What is being asked: Write out each line below exactly as it appears.

Saved data entries:

------------------------------------

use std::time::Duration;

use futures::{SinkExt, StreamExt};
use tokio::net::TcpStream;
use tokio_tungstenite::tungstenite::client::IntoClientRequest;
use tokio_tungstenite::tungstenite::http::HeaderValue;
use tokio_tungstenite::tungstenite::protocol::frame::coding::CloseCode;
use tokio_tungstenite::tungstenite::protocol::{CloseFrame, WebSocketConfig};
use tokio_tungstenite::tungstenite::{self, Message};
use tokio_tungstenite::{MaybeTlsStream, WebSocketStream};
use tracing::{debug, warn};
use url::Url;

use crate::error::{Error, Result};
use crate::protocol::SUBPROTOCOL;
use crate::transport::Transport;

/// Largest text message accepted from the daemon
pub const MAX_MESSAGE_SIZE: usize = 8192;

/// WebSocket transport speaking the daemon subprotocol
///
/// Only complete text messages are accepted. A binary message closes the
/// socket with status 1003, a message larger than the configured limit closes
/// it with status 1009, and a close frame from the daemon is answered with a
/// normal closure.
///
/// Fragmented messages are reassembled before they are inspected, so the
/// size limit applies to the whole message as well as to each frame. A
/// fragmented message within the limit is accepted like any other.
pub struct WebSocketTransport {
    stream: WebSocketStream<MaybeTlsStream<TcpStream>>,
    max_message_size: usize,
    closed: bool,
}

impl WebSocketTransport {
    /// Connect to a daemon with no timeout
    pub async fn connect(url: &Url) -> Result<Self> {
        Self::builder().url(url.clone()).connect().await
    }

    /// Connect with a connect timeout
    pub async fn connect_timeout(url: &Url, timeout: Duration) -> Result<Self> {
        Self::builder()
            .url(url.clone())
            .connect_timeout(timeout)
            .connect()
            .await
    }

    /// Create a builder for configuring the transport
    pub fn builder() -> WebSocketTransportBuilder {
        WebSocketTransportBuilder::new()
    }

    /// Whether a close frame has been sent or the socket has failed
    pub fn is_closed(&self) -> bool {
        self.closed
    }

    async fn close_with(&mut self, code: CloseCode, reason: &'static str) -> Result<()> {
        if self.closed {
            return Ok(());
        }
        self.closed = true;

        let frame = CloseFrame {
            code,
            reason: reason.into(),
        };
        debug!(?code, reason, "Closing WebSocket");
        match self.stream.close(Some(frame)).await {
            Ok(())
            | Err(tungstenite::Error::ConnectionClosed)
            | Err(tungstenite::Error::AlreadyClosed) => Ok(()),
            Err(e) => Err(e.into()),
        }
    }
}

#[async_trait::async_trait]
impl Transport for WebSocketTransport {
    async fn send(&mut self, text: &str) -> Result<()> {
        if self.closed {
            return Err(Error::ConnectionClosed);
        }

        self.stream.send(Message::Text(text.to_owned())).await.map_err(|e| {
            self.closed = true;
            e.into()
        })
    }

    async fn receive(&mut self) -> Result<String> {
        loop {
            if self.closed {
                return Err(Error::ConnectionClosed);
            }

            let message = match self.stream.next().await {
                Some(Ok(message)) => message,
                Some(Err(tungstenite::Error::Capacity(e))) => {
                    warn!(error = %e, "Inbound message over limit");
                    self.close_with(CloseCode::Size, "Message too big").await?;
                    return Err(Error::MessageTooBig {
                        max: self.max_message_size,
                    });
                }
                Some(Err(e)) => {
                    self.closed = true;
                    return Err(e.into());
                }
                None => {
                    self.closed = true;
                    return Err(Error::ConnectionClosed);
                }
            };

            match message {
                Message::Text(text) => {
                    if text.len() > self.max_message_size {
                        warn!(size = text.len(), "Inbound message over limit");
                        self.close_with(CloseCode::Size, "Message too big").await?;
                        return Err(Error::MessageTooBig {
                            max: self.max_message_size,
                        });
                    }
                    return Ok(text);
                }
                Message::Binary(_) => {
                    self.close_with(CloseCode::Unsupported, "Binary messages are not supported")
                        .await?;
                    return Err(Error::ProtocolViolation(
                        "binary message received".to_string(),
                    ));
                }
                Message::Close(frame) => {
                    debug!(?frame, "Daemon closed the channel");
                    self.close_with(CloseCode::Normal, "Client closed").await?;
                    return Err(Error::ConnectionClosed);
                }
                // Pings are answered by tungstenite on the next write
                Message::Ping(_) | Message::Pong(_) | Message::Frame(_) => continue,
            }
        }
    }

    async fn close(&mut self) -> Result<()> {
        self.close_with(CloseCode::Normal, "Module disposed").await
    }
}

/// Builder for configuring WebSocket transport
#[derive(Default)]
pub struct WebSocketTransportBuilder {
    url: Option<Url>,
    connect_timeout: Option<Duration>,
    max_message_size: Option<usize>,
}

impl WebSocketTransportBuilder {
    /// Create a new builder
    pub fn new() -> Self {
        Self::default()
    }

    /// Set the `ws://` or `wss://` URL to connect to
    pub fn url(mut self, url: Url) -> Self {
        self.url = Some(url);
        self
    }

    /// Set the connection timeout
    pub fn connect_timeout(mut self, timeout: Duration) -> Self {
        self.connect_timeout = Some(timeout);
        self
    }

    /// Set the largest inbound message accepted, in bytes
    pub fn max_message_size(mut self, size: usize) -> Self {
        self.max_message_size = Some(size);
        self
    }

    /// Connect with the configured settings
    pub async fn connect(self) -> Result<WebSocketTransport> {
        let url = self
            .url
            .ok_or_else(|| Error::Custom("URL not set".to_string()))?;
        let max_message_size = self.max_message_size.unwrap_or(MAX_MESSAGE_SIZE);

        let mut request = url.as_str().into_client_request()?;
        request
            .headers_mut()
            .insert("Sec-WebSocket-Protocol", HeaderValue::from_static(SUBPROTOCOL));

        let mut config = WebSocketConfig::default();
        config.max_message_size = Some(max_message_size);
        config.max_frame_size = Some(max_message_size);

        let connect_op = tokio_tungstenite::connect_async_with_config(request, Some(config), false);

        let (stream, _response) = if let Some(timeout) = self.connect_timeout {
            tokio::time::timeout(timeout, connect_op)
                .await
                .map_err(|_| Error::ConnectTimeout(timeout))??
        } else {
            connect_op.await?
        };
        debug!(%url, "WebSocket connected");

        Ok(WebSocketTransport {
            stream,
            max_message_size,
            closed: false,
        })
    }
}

------------------------------------

Exercise response:
use std::time::Duration;

use futures::{SinkExt, StreamExt};
use tokio::net::TcpStream;
use tokio_tungstenite::tungstenite::client::IntoClientRequest;
use tokio_tungstenite::tungstenite::http::HeaderValue;
use tokio_tungstenite::tungstenite::protocol::frame::coding::CloseCode;
use tokio_tungstenite::tungstenite::protocol::{CloseFrame, WebSocketConfig};
use tokio_tungstenite::tungstenite::{self, Message};
use tokio_tungstenite::{MaybeTlsStream, WebSocketStream};
use tracing::{debug, warn};
use url::Url;

use crate::error::{Error, Result};
use crate::protocol::SUBPROTOCOL;
use crate::transport::Transport;

/// Largest text message accepted from the daemon
pub const MAX_MESSAGE_SIZE: usize = 8192;

/// WebSocket transport speaking the daemon subprotocol
///
/// Only complete text messages are accepted. A binary message closes the
/// socket with status 1003, a message larger than the configured limit closes
/// it with status 1009, and a close frame from the daemon is answered with a
/// normal closure.
///
/// Fragmented messages are reassembled before they are inspected, so the
/// size limit applies to the whole message as well as to each frame. A
/// fragmented message within the limit is accepted like any other.
pub struct WebSocketTransport {
    stream: WebSocketStream<MaybeTlsStream<TcpStream>>,
    max_message_size: usize,
    closed: bool,
}

impl WebSocketTransport {
    /// Connect to a daemon with no timeout
    pub async fn connect(url: &Url) -> Result<Self> {
        Self::builder().url(url.clone()).connect().await
    }

    /// Connect with a connect timeout
    pub async fn connect_timeout(url: &Url, timeout: Duration) -> Result<Self> {
        Self::builder()
            .url(url.clone())
            .connect_timeout(timeout)
            .connect()
            .await
    }

    /// Create a builder for configuring the transport
    pub fn builder() -> WebSocketTransportBuilder {
        WebSocketTransportBuilder::new()
    }

    /// Whether a close frame has been sent or the socket has failed
    pub fn is_closed(&self) -> bool {
        self.closed
    }

    async fn close_with(&mut self, code: CloseCode, reason: &'static str) -> Result<()> {
        if self.closed {
            return Ok(());
        }
        self.closed = true;

        let frame = CloseFrame {
            code,
            reason: reason.into(),
        };
        debug!(?code, reason, "Closing WebSocket");
        match self.stream.close(Some(frame)).await {
            Ok(())
            | Err(tungstenite::Error::ConnectionClosed)
            | Err(tungstenite::Error::AlreadyClosed) => Ok(()),
            Err(e) => Err(e.into()),
        }
    }
}

#[async_trait::async_trait]
impl Transport for WebSocketTransport {
    async fn send(&mut self, text: &str) -> Result<()> {
        if self.closed {
            return Err(Error::ConnectionClosed);
        }

        self.stream.send(Message::Text(text.to_owned())).await.map_err(|e| {
            self.closed = true;
            e.into()
        })
    }

    async fn receive(&mut self) -> Result<String> {
        loop {
            if self.closed {
                return Err(Error::ConnectionClosed);
            }

            let message = match self.stream.next().await {
                Some(Ok(message)) => message,
                Some(Err(tungstenite::Error::Capacity(e))) => {
                    warn!(error = %e, "Inbound message over limit");
                    self.close_with(CloseCode::Size, "Message too big").await?;
                    return Err(Error::MessageTooBig {
                        max: self.max_message_size,
                    });
                }
                Some(Err(e)) => {
                    self.closed = true;
                    return Err(e.into());
                }
                None => {
                    self.closed = true;
                    return Err(Error::ConnectionClosed);
                }
            };

            match message {
                Message::Text(text) => {
                    if text.len() > self.max_message_size {
                        warn!(size = text.len(), "Inbound message over limit");
                        self.close_with(CloseCode::Size, "Message too big").await?;
                        return Err(Error::MessageTooBig {
                            max: self.max_message_size,
                        });
                    }
                    return Ok(text);
                }
                Message::Binary(_) => {
                    self.close_with(CloseCode::Unsupported, "Binary messages are not supported")
                        .await?;
                    return Err(Error::ProtocolViolation(
                        "binary message received".to_string(),
                    ));
                }
                Message::Close(frame) => {
                    debug!(?frame, "Daemon closed the channel");
                    self.close_with(CloseCode::Normal, "Client closed").await?;
                    return Err(Error::ConnectionClosed);
                }
                // Pings are answered by tungstenite on the next write
                Message::Ping(_) | Message::Pong(_) | Message::Frame(_) => continue,
            }
        }
    }

    async fn close(&mut self) -> Result<()> {
        self.close_with(CloseCode::Normal, "Module disposed").await
    }
}

/// Builder for configuring WebSocket transport
#[derive(Default)]
pub struct WebSocketTransportBuilder {
    url: Option<Url>,
    connect_timeout: Option<Duration>,
    max_message_size: Option<usize>,
}

impl WebSocketTransportBuilder {
    /// Create a new builder
    pub fn new() -> Self {
        Self::default()
    }

    /// Set the `ws://` or `wss://` URL to connect to
    pub fn url(mut self, url: Url) -> Self {
        self.url = Some(url);
        self
    }

    /// Set the connection timeout
    pub fn connect_timeout(mut self, timeout: Duration) -> Self {
        self.connect_timeout = Some(timeout);
        self
    }

    /// Set the largest inbound message accepted, in bytes
    pub fn max_message_size(mut self, size: usize) -> Self {
        self.max_message_size = Some(size);
        self
    }

    /// Connect with the configured settings
    pub async fn connect(self) -> Result<WebSocketTransport> {
        let url = self
            .url
            .ok_or_else(|| Error::Custom("URL not set".to_string()))?;
        let max_message_size = self.max_message_size.unwrap_or(MAX_MESSAGE_SIZE);

        let mut request = url.as_str().into_client_request()?;
        request
            .headers_mut()
            .insert("Sec-WebSocket-Protocol", HeaderValue::from_static(SUBPROTOCOL));

        let mut config = WebSocketConfig::default();
        config.max_message_size = Some(max_message_size);
        config.max_frame_size = Some(max_message_size);

        let connect_op = tokio_tungstenite::connect_async_with_config(request, Some(config), false);

        let (stream, _response) = if let Some(timeout) = self.connect_timeout {
            tokio::time::timeout(timeout, connect_op)
                .await
                .map_err(|_| Error::ConnectTimeout(timeout))??
        } else {
            connect_op.await?
        };
        debug!(%url, "WebSocket connected");

        Ok(WebSocketTransport {
            stream,
            max_message_size,
            closed: false,
        })
    }
}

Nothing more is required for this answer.